Several limitations of this study warrant consideration. Firstly, the limited participation of hospitals from other provinces in North China may have compromised the generalizability of the findings. Secondly, approximately 10% of patients initially diagnosed with advanced cancer stages were subsequently confirmed postoperatively to have stage I cancer, potentially impacting the reliability of the conclusions. Thirdly, this study lacked measurement of visceral adiposity or muscle mass for assessing obesity, representing a significant limitation.
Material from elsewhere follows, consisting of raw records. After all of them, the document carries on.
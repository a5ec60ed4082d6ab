//! Application configuration.
//!
//! Layers, later wins:
//! 1. Built-in defaults
//! 2. Optional TOML file
//! 3. `OPTIONS_SIGNALS__SECTION__KEY` environment variables

use std::collections::HashMap;
use std::path::{Path, PathBuf};

use config::{Config, Environment, File, FileFormat};
use serde::{Deserialize, Serialize};
use thiserror::Error;

use crate::backtest::BacktestConfig;
use crate::scanner::ScannerConfig;

pub const ENV_PREFIX: &str = "OPTIONS_SIGNALS";

#[derive(Error, Debug)]
pub enum ConfigError {
    #[error("Config file not found: {0}")]
    FileNotFound(PathBuf),

    #[error("Failed to load configuration: {0}")]
    Load(#[from] config::ConfigError),

    #[error("Invalid configuration: {0}")]
    Invalid(String),
}

#[derive(Debug, Clone, Default, PartialEq, Serialize, Deserialize)]
#[serde(default)]
pub struct AppConfig {
    pub scanner: ScannerConfig,
    pub backtest: BacktestConfig,
}

impl AppConfig {
    pub fn validate(&self) -> Result<(), ConfigError> {
        let bt = &self.backtest;
        if bt.initial_capital <= rust_decimal::Decimal::ZERO {
            return Err(ConfigError::Invalid(
                "backtest.initial_capital must be positive".to_string(),
            ));
        }
        if !(bt.position_fraction > 0.0 && bt.position_fraction <= 1.0) {
            return Err(ConfigError::Invalid(format!(
                "backtest.position_fraction must be in (0, 1], got {}",
                bt.position_fraction
            )));
        }
        if bt.stop_loss_pct <= 0.0 || bt.take_profit_pct <= 0.0 {
            return Err(ConfigError::Invalid(
                "backtest stop loss and take profit must be positive".to_string(),
            ));
        }
        if bt.reference_vol <= 0.0 || self.scanner.reference_vol <= 0.0 {
            return Err(ConfigError::Invalid(
                "reference volatility must be positive".to_string(),
            ));
        }
        if bt.rsi_period == 0 {
            return Err(ConfigError::Invalid("backtest.rsi_period must be at least 1".to_string()));
        }
        Ok(())
    }
}

/// Load configuration from defaults, an optional file and the environment.
pub fn load_config(path: Option<&Path>) -> Result<AppConfig, ConfigError> {
    load_with_env(path, None)
}

fn load_with_env(
    path: Option<&Path>,
    env: Option<HashMap<String, String>>,
) -> Result<AppConfig, ConfigError> {
    let mut builder = Config::builder().add_source(Config::try_from(&AppConfig::default())?);

    if let Some(path) = path {
        if !path.exists() {
            return Err(ConfigError::FileNotFound(path.to_path_buf()));
        }
        builder = builder.add_source(File::from(path).format(FileFormat::Toml));
    }

    builder = builder.add_source(
        Environment::with_prefix(ENV_PREFIX)
            .separator("__")
            .try_parsing(true)
            .source(env),
    );

    let config: AppConfig = builder.build()?.try_deserialize()?;
    config.validate()?;
    Ok(config)
}

#[cfg(test)]
mod tests {
    use super::*;
    use crate::strategies::StrategyId;
    use rust_decimal_macros::dec;
    use std::fs;

    fn no_env() -> Option<HashMap<String, String>> {
        Some(HashMap::new())
    }

    #[test]
    fn test_defaults() {
        let config = load_with_env(None, no_env()).unwrap();
        assert_eq!(config, AppConfig::default());
        assert_eq!(config.backtest.initial_capital, dec!(10000));
        assert_eq!(config.scanner.risk_free_rate, 0.1175);
    }

    #[test]
    fn test_toml_file_overrides_defaults() {
        let dir = std::env::temp_dir().join("options_signals_config_test");
        fs::create_dir_all(&dir).unwrap();
        let path = dir.join("settings.toml");
        fs::write(
            &path,
            r#"
[scanner]
strategies = ["long_call", "rsi_reversal"]
min_score = 60

[backtest]
stop_loss_pct = 25.0
max_open_trades = 3

[backtest.chain]
days_to_expiry = 45
"#,
        )
        .unwrap();

        let config = load_with_env(Some(&path), no_env()).unwrap();
        assert_eq!(
            config.scanner.strategies,
            vec![StrategyId::LongCall, StrategyId::RsiReversal]
        );
        assert_eq!(config.scanner.min_score, 60);
        assert_eq!(config.backtest.stop_loss_pct, 25.0);
        assert_eq!(config.backtest.max_open_trades, 3);
        assert_eq!(config.backtest.chain.days_to_expiry, 45);
        assert_eq!(config.backtest.take_profit_pct, 50.0);

        fs::remove_dir_all(&dir).ok();
    }

    #[test]
    fn test_environment_overrides() {
        let env = HashMap::from([
            ("OPTIONS_SIGNALS__BACKTEST__WARMUP_DAYS".to_string(), "20".to_string()),
            ("OPTIONS_SIGNALS__SCANNER__REFERENCE_VOL".to_string(), "0.25".to_string()),
        ]);
        let config = load_with_env(None, Some(env)).unwrap();
        assert_eq!(config.backtest.warmup_days, 20);
        assert_eq!(config.scanner.reference_vol, 0.25);
    }

    #[test]
    fn test_shipped_default_file_matches_defaults() {
        let path = Path::new(env!("CARGO_MANIFEST_DIR")).join("config/default.toml");
        let config = load_with_env(Some(&path), no_env()).unwrap();
        assert_eq!(config, AppConfig::default());
    }

    #[test]
    fn test_missing_file() {
        let err = load_with_env(Some(Path::new("/nonexistent/settings.toml")), no_env());
        assert!(matches!(err, Err(ConfigError::FileNotFound(_))));
    }

    #[test]
    fn test_validation() {
        let mut config = AppConfig::default();
        assert!(config.validate().is_ok());
        config.backtest.position_fraction = 1.5;
        assert!(matches!(config.validate(), Err(ConfigError::Invalid(_))));
    }
}
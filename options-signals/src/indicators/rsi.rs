use thiserror::Error;

/// Value used while the indicator has not seen enough closes.
pub const NEUTRAL_RSI: f64 = 50.0;

#[derive(Error, Debug, Clone, PartialEq)]
pub enum IndicatorError {
    #[error("Invalid indicator period: {0}")]
    InvalidPeriod(usize),
}

/// Wilder's moving average: seeded with the simple mean of the first
/// `period` inputs, then smoothed with alpha = 1/period.
#[derive(Debug, Clone)]
struct WilderAverage {
    period: usize,
    seed_sum: f64,
    seen: usize,
    value: Option<f64>,
}

impl WilderAverage {
    fn new(period: usize) -> Self {
        Self {
            period,
            seed_sum: 0.0,
            seen: 0,
            value: None,
        }
    }

    fn next(&mut self, input: f64) -> Option<f64> {
        let n = self.period as f64;
        self.value = match self.value {
            Some(prev) => Some((prev * (n - 1.0) + input) / n),
            None => {
                self.seed_sum += input;
                self.seen += 1;
                (self.seen == self.period).then(|| self.seed_sum / n)
            }
        };
        self.value
    }
}

/// Streaming RSI with Wilder smoothing.
#[derive(Debug, Clone)]
pub struct WilderRsi {
    gains: WilderAverage,
    losses: WilderAverage,
    prev_close: Option<f64>,
}

impl WilderRsi {
    pub fn new(period: usize) -> Result<Self, IndicatorError> {
        if period == 0 {
            return Err(IndicatorError::InvalidPeriod(period));
        }
        Ok(Self {
            gains: WilderAverage::new(period),
            losses: WilderAverage::new(period),
            prev_close: None,
        })
    }

    /// Feed one close; `None` until `period` price changes have been seen.
    pub fn next(&mut self, close: f64) -> Option<f64> {
        let prev = self.prev_close.replace(close)?;
        let change = close - prev;

        let avg_gain = self.gains.next(change.max(0.0));
        let avg_loss = self.losses.next((-change).max(0.0));
        let (up, down) = (avg_gain?, avg_loss?);

        let rsi = if down == 0.0 && up == 0.0 {
            NEUTRAL_RSI
        } else if down == 0.0 {
            100.0
        } else {
            100.0 - 100.0 / (1.0 + up / down)
        };
        Some(rsi)
    }
}

/// RSI for every close, aligned with the input.
///
/// The first `period` entries are filled with [`NEUTRAL_RSI`].
pub fn rsi_series(closes: &[f64], period: usize) -> Result<Vec<f64>, IndicatorError> {
    let mut rsi = WilderRsi::new(period)?;

    let series = closes
        .iter()
        .map(|&close| match rsi.next(close) {
            Some(value) if value.is_finite() => value.clamp(0.0, 100.0),
            _ => NEUTRAL_RSI,
        })
        .collect();

    Ok(series)
}

#[cfg(test)]
mod tests {
    use super::*;
    use approx::assert_relative_eq;

    #[test]
    fn test_warmup_is_neutral() {
        let closes: Vec<f64> = (0..20).map(|i| 30.0 + i as f64).collect();
        let rsi = rsi_series(&closes, 14).unwrap();
        assert_eq!(rsi.len(), 20);
        assert!(rsi[..14].iter().all(|v| *v == NEUTRAL_RSI));
        assert_eq!(rsi[14], 100.0);
    }

    #[test]
    fn test_wilder_reference_series() {
        let closes = [
            44.34, 44.09, 44.15, 43.61, 44.33, 44.83, 45.10, 45.42, 45.84, 46.08, 45.89, 46.03,
            45.61, 46.28, 46.28, 46.00, 46.03, 46.41, 46.22, 45.64,
        ];
        let expected = [70.4641, 66.2496, 66.4809, 69.3469, 66.2947, 57.9150];

        let rsi = rsi_series(&closes, 14).unwrap();
        for (value, want) in rsi[14..].iter().zip(expected) {
            assert_relative_eq!(*value, want, epsilon = 1e-3);
        }
    }

    #[test]
    fn test_flat_closes_stay_neutral() {
        let rsi = rsi_series(&[25.0; 30], 14).unwrap();
        assert!(rsi.iter().all(|v| *v == NEUTRAL_RSI));
    }

    #[test]
    fn test_trend_direction() {
        let rising: Vec<f64> = (0..40).map(|i| 20.0 + i as f64 * 0.5).collect();
        let falling: Vec<f64> = rising.iter().rev().copied().collect();

        let up = rsi_series(&rising, 14).unwrap();
        let down = rsi_series(&falling, 14).unwrap();
        assert!(*up.last().unwrap() > 70.0);
        assert!(*down.last().unwrap() < 30.0);
    }

    #[test]
    fn test_invalid_period() {
        assert_eq!(
            rsi_series(&[1.0, 2.0], 0),
            Err(IndicatorError::InvalidPeriod(0))
        );
    }
}
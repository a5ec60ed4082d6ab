pub mod loader;
pub mod synthetic;
pub mod types;

pub use loader::{
    load_chain, load_history_file, load_snapshot, DataLoader, HistoryProvider, InMemoryHistory,
    LoaderError,
};
pub use synthetic::{ChainLayout, SyntheticChainBuilder};
pub use types::{DailyBar, Greeks, MarketSnapshot, OptionContract, OptionKind};
use serde::{Deserialize, Serialize};

use crate::data::{Greeks, MarketSnapshot, OptionKind};
use crate::risk::{classify, RiskLevel, RiskProfile};
use crate::scoring::RiskFlag;
use crate::strategies::{SignalCandidate, SignalType, StrategyId};

/// Market context recorded with a signal.
#[derive(Debug, Clone, Copy, Default, PartialEq, Serialize, Deserialize)]
pub struct Technicals {
    /// Underlying RSI at scan time.
    pub rsi: Option<f64>,
    /// Implied volatility of the originating row.
    pub iv: Option<f64>,
}

/// A scored, flagged trade idea for one underlying.
#[derive(Debug, Clone, PartialEq, Serialize, Deserialize)]
pub struct Signal {
    pub strategy: StrategyId,
    pub strategy_name: String,
    /// Underlying ticker.
    pub ticker: String,
    /// Contract symbol or `STRUCTURE`.
    pub option_symbol: String,
    pub signal_type: SignalType,
    pub reason: String,
    pub recommended_action: String,
    pub risk_level: RiskLevel,
    pub risk_profile: RiskProfile,
    pub greeks: Option<Greeks>,
    pub technicals: Technicals,
    pub spot_price: f64,
    pub strike: f64,
    pub kind: OptionKind,
    pub time_to_expiry: f64,
    pub confidence_score: u8,
    pub risk_flags: Vec<RiskFlag>,
}

impl Signal {
    /// Unscored signal for a strategy candidate.
    pub fn from_candidate(snapshot: &MarketSnapshot, candidate: &SignalCandidate) -> Self {
        let profile = classify(candidate.strategy.name());
        let row = &candidate.contract;

        Self {
            strategy: candidate.strategy,
            strategy_name: candidate.strategy.name().to_string(),
            ticker: snapshot.ticker.clone(),
            option_symbol: candidate.option_symbol.clone(),
            signal_type: candidate.signal_type,
            reason: candidate.reason.clone(),
            recommended_action: candidate.recommended_action.clone(),
            risk_level: profile.level,
            risk_profile: profile,
            greeks: candidate.greeks,
            technicals: Technicals {
                rsi: Some(snapshot.rsi),
                iv: row.iv,
            },
            spot_price: snapshot.price,
            strike: row.strike,
            kind: row.kind,
            time_to_expiry: row.time_to_expiry,
            confidence_score: 0,
            risk_flags: Vec::new(),
        }
    }

    pub fn is_structure(&self) -> bool {
        self.option_symbol == crate::strategies::STRUCTURE_SYMBOL
    }

    pub fn has_flag(&self, flag: RiskFlag) -> bool {
        self.risk_flags.contains(&flag)
    }
}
Finally, although there was no significant differences in 3-year DFS rate between the two groups and the outcomes of two groups seem to be comparable at a glance, these results never mean to prove the non-inferiority of LDG to ODG in this study design.

Conclusions

In conclusion, this study has shown that the 3-year DFS rate among patients with AGC who underwent LDG or ODG with D2 lymphadenectomy in Northern China did not exhibit significant differences.